While Ricard's versatility works in his favor toward making the 53-man active roster, Taliaferro, a fourth-round pick in the 2014 NFL draft initially selected to vie for a spot as the featured back, has been the first fullback in the first two preseason games. Even though he has played only 21 snaps compared with rookie Ricky Ortiz's 46, that is indicative of Taliaferro's being pulled from action when the first offense takes a seat.
But the 6-foot, 232-pound Taliaferro — who has carried the ball six times for 15 yards, but has yet to catch a pass in the preseason — did not interpret his early appearances in games as an advantage in the competition to replace Kyle Juszczyk, who parlayed a Pro Bowl 2016 season into a four-year, $21 million contract with the San Francisco 49ers.
"I don't think anyone is ahead of anyone because the reps have been limited," Taliaferro said. "I think we're all equal when it comes to reps and stuff, and I think we've just got to put more stuff on film during the games and keep progressing during the week."
Earlier in training camp, running backs coach Thomas Hammock said Taliaferro — who has prematurely ended each of his first three years on injured reserve — is picking up the finer points of the fullback position.
"Every day is a new day, and he is learning," Hammock said Aug. 7. "Fullback is the one position where you are always making adjustments, and you always have to make things right.

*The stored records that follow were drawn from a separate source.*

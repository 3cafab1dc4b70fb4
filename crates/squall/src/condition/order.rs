use super::Having;
use crate::dialect::Dialect;
use crate::error::{SqlError, SqlResult};
use crate::fields::Fields;
use crate::render::{SqlRender, display_via_render, join_parts};
use std::fmt;
use std::str::FromStr;

/// Sort direction.
#[derive(Debug, Clone, Copy, PartialEq, Eq, Hash)]
pub enum Sort {
    Asc,
    Desc,
}

impl Sort {
    pub fn as_str(self) -> &'static str {
        match self {
            Sort::Asc => "ASC",
            Sort::Desc => "DESC",
        }
    }
}

impl fmt::Display for Sort {
    fn fmt(&self, f: &mut fmt::Formatter<'_>) -> fmt::Result {
        f.write_str(self.as_str())
    }
}

impl FromStr for Sort {
    type Err = SqlError;

    fn from_str(s: &str) -> Result<Self, Self::Err> {
        match s.trim().to_ascii_uppercase().as_str() {
            "ASC" => Ok(Sort::Asc),
            "DESC" => Ok(Sort::Desc),
            _ => Err(SqlError::invalid_condition(format!("invalid sort order '{s}'"))),
        }
    }
}

/// `ORDER BY <fields> [COLLATE <name>] [ASC|DESC]`
///
/// ```
/// use squall::{Fields, Order, Sort, SqlRender};
///
/// let order = Order::new(Fields::new(["name"])?).nocase().sort(Sort::Desc);
/// assert_eq!(order.render(), "ORDER BY name COLLATE NOCASE DESC");
/// # Ok::<(), squall::SqlError>(())
/// ```
#[derive(Debug, Clone, Default, PartialEq)]
pub struct Order {
    fields: Fields,
    columns: Vec<String>,
    collate: Option<String>,
    nocase: bool,
    sort: Option<Sort>,
}

impl Order {
    pub fn new(fields: Fields) -> Self {
        Self {
            fields,
            ..Self::default()
        }
    }

    /// Order by plain column names.
    pub fn by<I, S>(names: I) -> SqlResult<Self>
    where
        I: IntoIterator<Item = S>,
        S: Into<String>,
    {
        Ok(Self::new(Fields::new(names)?))
    }

    /// Append extra columns after the field list.
    pub fn columns<I, S>(mut self, columns: I) -> SqlResult<Self>
    where
        I: IntoIterator<Item = S>,
        S: Into<String>,
    {
        for column in columns {
            let column = column.into();
            if column.trim().is_empty() {
                return Err(SqlError::invalid_field_format("order column is blank"));
            }
            self.columns.push(column);
        }
        Ok(self)
    }

    pub fn collate(mut self, collation: impl Into<String>) -> Self {
        self.collate = Some(collation.into());
        self
    }

    /// `COLLATE NOCASE`, unless an explicit collation is set.
    pub fn nocase(mut self) -> Self {
        self.nocase = true;
        self
    }

    pub fn sort(mut self, sort: Sort) -> Self {
        self.sort = Some(sort);
        self
    }

    pub fn set_sort(&mut self, sort: Sort) {
        self.sort = Some(sort);
    }

    /// Parse and set the sort order.
    pub fn set_sort_str(&mut self, sort: &str) -> SqlResult<()> {
        self.sort = Some(sort.parse()?);
        Ok(())
    }
}

impl SqlRender for Order {
    fn render_with(&self, dialect: &dyn Dialect) -> String {
        let mut list = self.fields.render_with(dialect);
        for column in &self.columns {
            if !list.is_empty() {
                list.push_str(", ");
            }
            list.push_str(column);
        }
        let collate = match (&self.collate, self.nocase) {
            (Some(name), _) => format!("COLLATE {name}"),
            (None, true) => "COLLATE NOCASE".to_string(),
            (None, false) => String::new(),
        };
        let sort = self.sort.map(Sort::as_str).unwrap_or_default();
        join_parts(["ORDER BY", list.as_str(), collate.as_str(), sort])
    }
}

/// `GROUP BY <fields> [HAVING ...]`
#[derive(Debug, Clone, PartialEq)]
pub struct Group {
    fields: Fields,
    having: Option<Having>,
}

impl Group {
    pub fn new(fields: Fields) -> Self {
        Self {
            fields,
            having: None,
        }
    }

    pub fn by<I, S>(names: I) -> SqlResult<Self>
    where
        I: IntoIterator<Item = S>,
        S: Into<String>,
    {
        Ok(Self::new(Fields::new(names)?))
    }

    pub fn having(mut self, having: Having) -> Self {
        self.having = Some(having);
        self
    }
}

impl SqlRender for Group {
    fn render_with(&self, dialect: &dyn Dialect) -> String {
        let fields = self.fields.render_with(dialect);
        let having = self
            .having
            .as_ref()
            .map(|h| h.render_with(dialect))
            .unwrap_or_default();
        join_parts(["GROUP BY", fields.as_str(), having.as_str()])
    }
}

display_via_render!(Order, Group);
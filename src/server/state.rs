//! Shared server state.

use crate::chat::ChatOrchestrator;
use crate::config::ServiceConfig;
use crate::finetune::FineTuneOrchestrator;
use crate::registry::ModelRegistry;
use crate::runtime::{GenerationParams, InferenceEngine, LocalEngine};
use std::sync::Arc;

/// State handed to every route handler. Everything is constructed once
/// at process start and injected; no module-level globals.
#[derive(Clone)]
pub struct ServerState {
    pub registry: Arc<ModelRegistry>,
    pub chat: Arc<ChatOrchestrator>,
    pub finetune: Arc<FineTuneOrchestrator>,
    pub config: Arc<ServiceConfig>,
}

impl ServerState {
    /// Build the state with the default local engine.
    pub fn new(config: ServiceConfig) -> Self {
        Self::with_engine(config, Arc::new(LocalEngine::new()))
    }

    /// Build the state around an injected engine (used by tests).
    pub fn with_engine(config: ServiceConfig, engine: Arc<dyn InferenceEngine>) -> Self {
        let defaults = GenerationParams {
            temperature: config.generation.temperature,
            max_tokens: config.generation.max_tokens,
        };

        let registry = Arc::new(ModelRegistry::new(
            Arc::clone(&engine),
            &config.models,
            defaults.clone(),
        ));

        let chat = Arc::new(ChatOrchestrator::new(
            Arc::clone(&registry),
            config.remote.clone(),
            defaults,
        ));

        let finetune = Arc::new(FineTuneOrchestrator::new(
            engine,
            config.models.default_base.clone(),
            config.models.finetune_output_dir.clone(),
        ));

        Self {
            registry,
            chat,
            finetune,
            config: Arc::new(config),
        }
    }
}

He is learning those adjustments daily."
Taliaferro agreed, saying: "It's not easy. There are a lot of responsibilities for the fullback. But I just want to play football, I just want to win and make this team and make this team better. I've got my eyes on the trophy of making this team."

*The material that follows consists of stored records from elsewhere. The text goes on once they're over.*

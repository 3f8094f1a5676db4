//! HTTP server assembly.

pub mod routes;
pub mod state;

use axum::{response::IntoResponse, routing::get, Json, Router};
use state::ServerState;
use tower_http::cors::{Any, CorsLayer};

/// Assemble the full application router: API routes, health check, and
/// permissive CORS.
pub fn build_router(state: ServerState) -> Router {
    let cors = CorsLayer::new()
        .allow_origin(Any)
        .allow_methods(Any)
        .allow_headers(Any);

    Router::new()
        .nest("/api/chat", routes::chat::create_router())
        .nest("/api/finetune", routes::finetune::create_router())
        .nest("/api/model", routes::model::create_router())
        .route("/health", get(health))
        .layer(cors)
        .with_state(state)
}

/// Health check endpoint
async fn health() -> impl IntoResponse {
    Json(serde_json::json!({ "status": "healthy" }))
}
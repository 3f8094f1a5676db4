pub mod chat;
pub mod finetune;
pub mod model;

Strong safety Eric Weddle is tied with tight end Benjamin Watson and running back Danny Woodhead for the longest playoff drought on the team, which began in 2014. While answering a question about the defense carrying the offense to wins, Weddle said he would like to end the playoff-less streak now. “I’m tired of losing,” he said. “It irks me every day that I didn’t have a chance in the playoffs. That’s not me, it’s not what I’m about. Even if they do have a problem, I don’t care if they have a problem. It’s the way we’re going to win. You put your ego aside for what’s best for the team. It’s all about the team and what gives us the best chance to win.” … While conceding that he hasn’t kept in touch as much as he should, Harbaugh is looking forward to seeing Bills head coach Sean McDermott, who was the assistant defensive backs coach when Harbaugh was the defensive backs coach and special teams coordinator for the Philadelphia Eagles from 2004 to 2006. “Sean has always been a great friend,” said Harbaugh, who also worked with Buffalo defensive coordinator Leslie Frazier, offensive line coach Juan Castillo and quarterbacks coach David Culley when they were employed by the Eagles. “I have known him since he got into football. He was there early on in Philly. He has done a great job. I am very proud of him and what he has accomplished and what he is doing in Buffalo. You can see what he is building there when you watch them on tape.”